■ **Exercise aim**
Collect the lines of the entries where "from" shows up.

■ **Stored data entries**
# # # #

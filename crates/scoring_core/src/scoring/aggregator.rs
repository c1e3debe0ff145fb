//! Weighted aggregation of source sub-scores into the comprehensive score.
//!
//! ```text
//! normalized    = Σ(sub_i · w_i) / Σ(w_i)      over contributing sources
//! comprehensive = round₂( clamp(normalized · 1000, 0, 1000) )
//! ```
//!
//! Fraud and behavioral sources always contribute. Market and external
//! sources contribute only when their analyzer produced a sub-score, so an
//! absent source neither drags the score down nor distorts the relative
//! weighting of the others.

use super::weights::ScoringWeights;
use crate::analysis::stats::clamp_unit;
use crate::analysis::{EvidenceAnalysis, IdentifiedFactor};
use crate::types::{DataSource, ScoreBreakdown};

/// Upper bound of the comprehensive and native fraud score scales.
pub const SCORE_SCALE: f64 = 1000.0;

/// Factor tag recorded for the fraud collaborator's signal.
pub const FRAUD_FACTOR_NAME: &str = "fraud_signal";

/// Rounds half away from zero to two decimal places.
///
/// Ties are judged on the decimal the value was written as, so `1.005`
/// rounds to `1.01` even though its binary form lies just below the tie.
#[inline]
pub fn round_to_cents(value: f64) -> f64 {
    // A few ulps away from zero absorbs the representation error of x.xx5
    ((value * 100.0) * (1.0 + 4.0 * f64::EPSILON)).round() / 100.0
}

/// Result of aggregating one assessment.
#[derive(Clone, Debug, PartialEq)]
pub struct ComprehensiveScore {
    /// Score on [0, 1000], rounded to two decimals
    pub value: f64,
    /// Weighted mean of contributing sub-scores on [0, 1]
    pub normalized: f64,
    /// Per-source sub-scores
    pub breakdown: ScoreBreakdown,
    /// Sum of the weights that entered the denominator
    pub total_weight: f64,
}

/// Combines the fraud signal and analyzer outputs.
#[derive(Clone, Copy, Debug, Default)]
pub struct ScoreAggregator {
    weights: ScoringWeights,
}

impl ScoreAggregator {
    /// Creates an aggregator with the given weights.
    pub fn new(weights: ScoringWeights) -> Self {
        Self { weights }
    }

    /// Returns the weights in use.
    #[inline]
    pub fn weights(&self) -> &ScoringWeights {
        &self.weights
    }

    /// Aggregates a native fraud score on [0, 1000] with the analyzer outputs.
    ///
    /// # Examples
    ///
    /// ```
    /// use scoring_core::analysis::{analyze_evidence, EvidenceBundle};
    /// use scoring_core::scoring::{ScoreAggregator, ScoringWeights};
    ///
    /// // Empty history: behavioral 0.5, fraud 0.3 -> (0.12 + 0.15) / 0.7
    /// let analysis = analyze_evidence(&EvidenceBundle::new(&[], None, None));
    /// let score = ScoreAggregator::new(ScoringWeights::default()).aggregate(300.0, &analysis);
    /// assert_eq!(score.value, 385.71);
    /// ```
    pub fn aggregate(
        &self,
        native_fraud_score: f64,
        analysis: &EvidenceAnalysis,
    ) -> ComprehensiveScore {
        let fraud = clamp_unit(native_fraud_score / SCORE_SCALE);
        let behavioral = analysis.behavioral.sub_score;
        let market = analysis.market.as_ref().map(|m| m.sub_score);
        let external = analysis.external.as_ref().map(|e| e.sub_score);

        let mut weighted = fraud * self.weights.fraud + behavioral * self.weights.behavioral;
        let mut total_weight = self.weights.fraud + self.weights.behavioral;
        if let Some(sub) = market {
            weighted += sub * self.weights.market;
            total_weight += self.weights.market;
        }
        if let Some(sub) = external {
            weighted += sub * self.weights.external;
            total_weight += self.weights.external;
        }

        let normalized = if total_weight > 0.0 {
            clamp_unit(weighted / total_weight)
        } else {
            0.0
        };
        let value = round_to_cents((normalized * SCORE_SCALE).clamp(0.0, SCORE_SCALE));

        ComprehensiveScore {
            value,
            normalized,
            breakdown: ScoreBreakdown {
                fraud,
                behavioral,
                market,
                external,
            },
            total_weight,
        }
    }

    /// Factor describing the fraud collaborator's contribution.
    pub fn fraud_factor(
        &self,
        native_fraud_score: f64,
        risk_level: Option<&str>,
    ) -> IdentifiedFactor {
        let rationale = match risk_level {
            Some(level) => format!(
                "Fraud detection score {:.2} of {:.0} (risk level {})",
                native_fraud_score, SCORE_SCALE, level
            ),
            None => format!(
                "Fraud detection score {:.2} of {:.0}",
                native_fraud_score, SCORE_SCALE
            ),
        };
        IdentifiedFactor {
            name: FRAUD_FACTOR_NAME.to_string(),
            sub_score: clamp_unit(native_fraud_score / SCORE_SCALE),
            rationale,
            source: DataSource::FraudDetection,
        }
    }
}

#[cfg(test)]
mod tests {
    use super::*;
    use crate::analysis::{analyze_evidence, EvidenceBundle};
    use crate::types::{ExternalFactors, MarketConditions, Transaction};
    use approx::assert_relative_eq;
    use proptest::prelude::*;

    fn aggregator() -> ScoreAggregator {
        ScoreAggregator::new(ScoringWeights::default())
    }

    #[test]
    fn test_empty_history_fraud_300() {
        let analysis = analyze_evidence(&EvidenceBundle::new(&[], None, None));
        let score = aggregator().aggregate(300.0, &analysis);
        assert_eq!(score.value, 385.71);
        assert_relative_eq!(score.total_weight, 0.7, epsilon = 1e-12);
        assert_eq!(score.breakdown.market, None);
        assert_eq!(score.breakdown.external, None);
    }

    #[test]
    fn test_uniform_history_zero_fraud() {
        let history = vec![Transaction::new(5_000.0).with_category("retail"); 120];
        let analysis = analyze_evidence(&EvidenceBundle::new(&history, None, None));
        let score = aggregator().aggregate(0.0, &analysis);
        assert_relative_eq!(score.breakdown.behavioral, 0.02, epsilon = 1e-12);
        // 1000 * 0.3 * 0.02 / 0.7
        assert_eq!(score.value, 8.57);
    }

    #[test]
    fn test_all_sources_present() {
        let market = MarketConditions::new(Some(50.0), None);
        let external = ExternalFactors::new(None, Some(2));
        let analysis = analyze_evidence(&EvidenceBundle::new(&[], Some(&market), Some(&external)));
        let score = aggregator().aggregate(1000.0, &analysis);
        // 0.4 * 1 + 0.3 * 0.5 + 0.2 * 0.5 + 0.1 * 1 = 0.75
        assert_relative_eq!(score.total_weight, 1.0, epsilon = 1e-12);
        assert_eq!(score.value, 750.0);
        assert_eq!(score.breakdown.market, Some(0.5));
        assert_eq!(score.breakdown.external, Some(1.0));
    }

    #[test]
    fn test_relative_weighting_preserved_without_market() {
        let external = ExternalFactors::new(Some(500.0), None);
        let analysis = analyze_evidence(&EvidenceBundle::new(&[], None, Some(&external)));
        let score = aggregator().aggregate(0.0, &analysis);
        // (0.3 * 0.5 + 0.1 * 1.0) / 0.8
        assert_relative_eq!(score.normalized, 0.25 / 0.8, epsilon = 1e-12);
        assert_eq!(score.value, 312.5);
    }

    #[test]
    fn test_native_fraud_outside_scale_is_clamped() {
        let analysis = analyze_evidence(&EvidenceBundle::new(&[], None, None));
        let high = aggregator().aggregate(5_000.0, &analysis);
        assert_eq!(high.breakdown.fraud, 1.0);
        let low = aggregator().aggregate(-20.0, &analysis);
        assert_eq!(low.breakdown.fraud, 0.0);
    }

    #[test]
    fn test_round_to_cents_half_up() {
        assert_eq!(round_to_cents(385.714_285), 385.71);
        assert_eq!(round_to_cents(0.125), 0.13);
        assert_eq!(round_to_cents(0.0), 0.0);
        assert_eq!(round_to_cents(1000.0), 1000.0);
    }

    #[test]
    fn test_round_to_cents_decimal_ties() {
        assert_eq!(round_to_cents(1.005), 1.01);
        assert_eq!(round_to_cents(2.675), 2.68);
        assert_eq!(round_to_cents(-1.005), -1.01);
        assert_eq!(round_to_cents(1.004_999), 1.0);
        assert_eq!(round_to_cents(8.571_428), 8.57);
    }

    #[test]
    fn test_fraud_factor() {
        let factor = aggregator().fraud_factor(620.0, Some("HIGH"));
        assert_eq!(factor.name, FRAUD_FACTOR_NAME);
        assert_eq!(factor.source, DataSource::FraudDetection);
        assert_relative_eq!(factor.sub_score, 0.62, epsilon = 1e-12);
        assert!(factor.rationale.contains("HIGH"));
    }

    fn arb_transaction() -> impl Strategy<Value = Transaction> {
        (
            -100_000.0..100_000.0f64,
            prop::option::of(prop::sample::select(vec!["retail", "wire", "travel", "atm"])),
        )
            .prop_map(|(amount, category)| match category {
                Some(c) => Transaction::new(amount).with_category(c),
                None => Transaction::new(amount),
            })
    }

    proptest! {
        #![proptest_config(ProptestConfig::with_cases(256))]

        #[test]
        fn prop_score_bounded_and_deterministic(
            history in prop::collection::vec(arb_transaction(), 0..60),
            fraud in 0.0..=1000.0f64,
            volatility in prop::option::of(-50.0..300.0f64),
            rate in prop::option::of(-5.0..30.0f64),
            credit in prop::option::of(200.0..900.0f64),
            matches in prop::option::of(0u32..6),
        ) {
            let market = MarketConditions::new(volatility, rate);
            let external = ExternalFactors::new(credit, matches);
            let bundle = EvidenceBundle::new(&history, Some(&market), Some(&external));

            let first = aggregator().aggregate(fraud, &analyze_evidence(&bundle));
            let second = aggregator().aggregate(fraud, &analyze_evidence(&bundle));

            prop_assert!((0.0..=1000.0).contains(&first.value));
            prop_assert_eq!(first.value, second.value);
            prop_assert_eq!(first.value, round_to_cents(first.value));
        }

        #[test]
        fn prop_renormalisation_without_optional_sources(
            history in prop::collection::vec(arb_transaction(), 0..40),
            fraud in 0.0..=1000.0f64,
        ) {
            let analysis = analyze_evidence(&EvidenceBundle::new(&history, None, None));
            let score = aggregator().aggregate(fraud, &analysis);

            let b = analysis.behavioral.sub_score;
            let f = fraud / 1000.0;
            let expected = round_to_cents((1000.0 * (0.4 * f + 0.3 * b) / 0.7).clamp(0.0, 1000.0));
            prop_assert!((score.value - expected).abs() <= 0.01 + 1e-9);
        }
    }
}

# # # #

■ **Final answer**
/// Rounds half away from zero to two decimal places.
    // A few ulps away from zero absorbs the representation error of x.xx5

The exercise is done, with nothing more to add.